His humor was biting, even vicious. He would tell a bride she was ugly, make jokes about the groom’s dead mother and round things off by belittling the guests for giving such worthless gifts. Much of the badkhn’s humor was grotesque, even scatological.

“They would talk about drooping breasts, big butts, small penises,” Gordon said. “We know a lot about them because they were always suing each other about who could tell which fart joke on which side of Grodno.”

It’s that same self-deprecating tone that characterizes the Yiddish-inflected Jewish jokes of the 20th century, Gordon points out. Who is the surly Jewish deli waiter of Henny Youngman fame if not a badkhn, making wisecracks at the customer’s expense?

Before the 1660s, there were at least 10 different stock comic types in shtetl life, Grodon says. One would rhyme, one would juggle, one might sing. Wealthy folks would hire a variety for their simchas, or festive celebrations.

But in the summer of 1661, a decade after the Chmielnicki massacres and its resultant famines, leading rabbis from Poland and Ukraine — the “Elders of the Four Councils” — met in Vilna to discuss why such evils had befallen the Jewish people.

The elders decided the Jews were being punished by God. A return to strict observance was the only solution. Levity and luxury were to be avoided.

As one of the new conditions, wedding festivities became much more somber, and holidays such as Purim and Simchat Torah less raucous. The traditional Jewish comics were outlawed.

During one discussion on July 3, 1661, Gordon relates, a rabbi asked his colleagues, what about the badkhn? He’s not really funny, the rabbi said. In fact, he’s abusive.

The elders agreed, and the badkhn was exempted from the ban — he wasn’t a merrymaker and wasn’t encouraging levity. And that’s how the badkhn became the only Jewish comic permitted in the shtetls, Gordon says, and how his particular brand of sarcastic, bleak humor set the tone for what we know today as Jewish comedy. Before the 1660s, the badkhn was the least popular Jewish entertainer – now he was the sole survivor.

“Jewish humor used to be the same as that of the host country,” Gordon said. “Now it began to deviate from mainstream European humor. It became more aggressive, meaner. All of Jewish humor changed.”

The badkhn’s role was secure from the 1660s to the 1890s and the beginning of the great Jewish migration to America and to the larger cities of Russia and Ukraine. Gordon’s father, who came to America in 1929 from the Polish shtetl Bielsk-Podlasky, remembers the badkhn of his youth.

“He was always drunk in the cemetery, telling jokes to kids,” Gordon recalls. “He came out of hiding for Purim and weddings.”

Little remains of the badkhn today outside Chasidic communities, where they are the stars of the yearly Purim spiels. When Gordon lived in New York in the 1980s, he would take journalists to Chasidic synagogues in Brooklyn every spring to witness these raucous celebrations.

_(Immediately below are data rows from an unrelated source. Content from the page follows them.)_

//! Streaming extraction.
//!
//! An extraction asks the model to fill in a list of [`Parameter`]s by
//! forcing one call to a function named [`EXTRACT_ACTION`]. The
//! [`StreamingExtractor`] sends a single streaming request, decodes the
//! call's arguments as they arrive, and reports each new decoding to an
//! observer before resolving with the final arguments.
//!
//! ```text
//!   ExtractRequest ──► build_params ──► DynProvider::stream_boxed
//!                                              │
//!                                         ChatStream
//!                                              │ one event at a time
//!                                     ExtractionReducer
//!                                  (MessageAccumulator + hold-back)
//!                                              │
//!                     observer(Initial) → observer(InProgress)* → observer(Complete)
//! ```
//!
//! # Example
//!
//! ```rust,no_run
//! use std::sync::Arc;
//! use llm_extract::{
//!     DynProvider, ExtractRequest, ExtractionContext, Parameter, StreamState,
//!     StreamingExtractor,
//! };
//!
//! # async fn example(provider: Arc<dyn DynProvider>) -> Result<(), llm_extract::ExtractError> {
//! let extractor = StreamingExtractor::new(ExtractionContext::new(provider));
//! let request = ExtractRequest::new(
//!     "Extract the destination city from the message",
//!     vec![Parameter::string("city").description("Destination city")],
//! );
//!
//! let args = extractor
//!     .extract_with(&request, |state: &StreamState| {
//!         println!("{:?}", state.arguments());
//!     })
//!     .await?;
//! println!("city = {}", args["city"]);
//! # Ok(())
//! # }
//! ```
//!
//! # Cancellation
//!
//! [`ExtractRequest::cancel`] is checked before the request is sent,
//! before each event is processed and once more when the stream ends. A fired token yields [`ExtractError::Aborted`] and no
//! further observer calls.

mod error;
mod prompt;
mod request;
mod state;

pub use error::ExtractError;
pub use request::{
    ExtractRequest, ExtractionContext, ForwardedParams, HistorySource, IncludeOptions, RequestType,
};
pub use state::{ExtractionReducer, StreamState};

use std::collections::HashMap;

use futures::StreamExt;
use serde::de::DeserializeOwned;
use serde_json::Value;
use tracing::instrument;

use crate::chat::ChatMessage;
use crate::error::LlmError;
use crate::provider::{Capability, ChatParams, ToolChoice, ToolDefinition};
use crate::readable::DEFAULT_CATEGORY;
use crate::schema::{Parameter, parameters_to_json_schema};

/// Untyped arguments of a function call.
pub type ArgumentMap = serde_json::Map<String, Value>;

/// Name of the single function every extraction declares.
pub const EXTRACT_ACTION: &str = "extract";

/// Metadata key carrying the [`RequestType`].
pub const REQUEST_TYPE_KEY: &str = "request_type";

/// Runs extractions against an [`ExtractionContext`].
#[derive(Debug, Clone)]
pub struct StreamingExtractor {
    ctx: ExtractionContext,
}

impl StreamingExtractor {
    /// An extractor for the given context.
    pub fn new(ctx: ExtractionContext) -> Self {
        Self { ctx }
    }

    /// The context this extractor runs against.
    pub fn context(&self) -> &ExtractionContext {
        &self.ctx
    }

    /// Runs an extraction without observing intermediate states.
    pub async fn extract(&self, request: &ExtractRequest) -> Result<ArgumentMap, ExtractError> {
        self.extract_with(request, |_| {}).await
    }

    /// Runs an extraction, calling `observer` for every state.
    ///
    /// The observer runs on the task driving the returned future,
    /// between reads of the response stream.
    ///
    /// # Errors
    ///
    /// - [`ExtractError::InvalidRequest`] for blank instructions.
    /// - [`ExtractError::Aborted`] when the cancellation token fires.
    /// - [`ExtractError::NoFunctionCall`] when the response holds no
    ///   `extract` call.
    /// - [`ExtractError::SchemaValidation`] when the final arguments do
    ///   not satisfy the parameters. No `Complete` state is reported.
    /// - [`ExtractError::Transport`] for provider failures.
    #[instrument(
        skip_all,
        fields(
            parameters = request.parameters.len(),
            include_readable = request.include.readable,
            include_messages = request.include.messages,
        )
    )]
    pub async fn extract_with<F>(
        &self,
        request: &ExtractRequest,
        mut observer: F,
    ) -> Result<ArgumentMap, ExtractError>
    where
        F: FnMut(&StreamState),
    {
        let params = self.build_params(request)?;

        if request.cancel.is_cancelled() {
            tracing::debug!("extraction cancelled before request");
            return Err(ExtractError::Aborted);
        }

        let mut stream = self.ctx.provider.stream_boxed(&params).await?;
        let mut reducer = ExtractionReducer::new();

        while let Some(event) = stream.next().await {
            if request.cancel.is_cancelled() {
                tracing::debug!("extraction cancelled mid-stream");
                return Err(ExtractError::Aborted);
            }
            let event = event?;
            let had_call = reducer.has_call();
            if let Some(state) = reducer.push(&event) {
                observer(&state);
            }
            if !had_call && reducer.has_call() {
                tracing::debug!(index = ?event.call_index(), "extract call started");
            }
        }

        if request.cancel.is_cancelled() {
            tracing::debug!("extraction cancelled at stream end");
            return Err(ExtractError::Aborted);
        }

        let Some((arguments, initial_reported)) = reducer.finish() else {
            tracing::debug!("stream ended without an extract call");
            return Err(ExtractError::NoFunctionCall);
        };

        validate(&request.parameters, &arguments)?;

        if !initial_reported {
            observer(&StreamState::Initial(arguments.clone()));
        }
        observer(&StreamState::Complete(arguments.clone()));
        tracing::debug!("extraction complete");
        Ok(arguments)
    }

    /// Runs an extraction and deserializes the result into `T`.
    ///
    /// # Errors
    ///
    /// Everything [`extract_with`](Self::extract_with) returns, plus
    /// [`ExtractError::Deserialize`].
    pub async fn extract_as<T, F>(
        &self,
        request: &ExtractRequest,
        observer: F,
    ) -> Result<T, ExtractError>
    where
        T: DeserializeOwned,
        F: FnMut(&StreamState),
    {
        let arguments = self.extract_with(request, observer).await?;
        serde_json::from_value(Value::Object(arguments)).map_err(ExtractError::Deserialize)
    }

    /// Builds the request an extraction sends.
    ///
    /// # Errors
    ///
    /// [`ExtractError::InvalidRequest`] for blank instructions.
    pub fn build_params(&self, request: &ExtractRequest) -> Result<ChatParams, ExtractError> {
        if request.instructions.trim().is_empty() {
            return Err(ExtractError::InvalidRequest(
                "instructions must not be empty".into(),
            ));
        }

        let meta = self.ctx.provider.metadata();
        if !meta.supports(Capability::Tools) {
            tracing::warn!(
                provider = %meta.name,
                model = %meta.model,
                "provider does not advertise tool support"
            );
        }

        let readable = if request.include.readable {
            self.ctx
                .readable
                .as_ref()
                .map(|source| source.context_string(&[DEFAULT_CATEGORY]))
        } else {
            None
        };
        let context = prompt::context_block(request.data.as_ref(), readable.as_deref());

        let mut messages = vec![
            ChatMessage::system(prompt::system_message(&context)),
            ChatMessage::user(prompt::instructions_message(&request.instructions)),
        ];
        if request.include.messages {
            if let Some(history) = &self.ctx.history {
                messages.extend(history.messages());
            }
        }

        let tool = ToolDefinition {
            name: EXTRACT_ACTION.into(),
            description: request.instructions.clone(),
            parameters: parameters_to_json_schema(&request.parameters),
        };

        let forwarded = &request.forwarded;
        Ok(ChatParams {
            messages,
            tools: Some(vec![tool]),
            tool_choice: Some(ToolChoice::Specific(EXTRACT_ACTION.into())),
            temperature: forwarded.temperature,
            max_tokens: forwarded.max_tokens,
            timeout: forwarded.timeout,
            extra_headers: forwarded.extra_headers.clone(),
            metadata: HashMap::from([(
                REQUEST_TYPE_KEY.to_owned(),
                Value::String(request.request_type.as_str().to_owned()),
            )]),
        })
    }
}

fn validate(parameters: &[Parameter], arguments: &ArgumentMap) -> Result<(), ExtractError> {
    let schema = parameters_to_json_schema(parameters);
    match schema.validate(&Value::Object(arguments.clone())) {
        Ok(()) => Ok(()),
        Err(LlmError::SchemaValidation { message, .. }) => Err(ExtractError::SchemaValidation {
            message,
            arguments: arguments.clone(),
        }),
        Err(other) => Err(ExtractError::InvalidRequest(other.to_string())),
    }
}

#[cfg(test)]
mod tests;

But the badkhn’s influence is still felt in mainstream culture, Gordon says, from the Borsch Belt humor of the 1920s and ‘30s, to contemporary Italian and African-American comedians who trade in barbed insults and self-deprecation.

“Even today, almost all Jewish entertainers have badkhn humor,” Gordon said. “Sarah Silverman is completely badkhn.

“What did my father find funny? Dirty jokes. Because that’s the badkhn humor he grew up with.”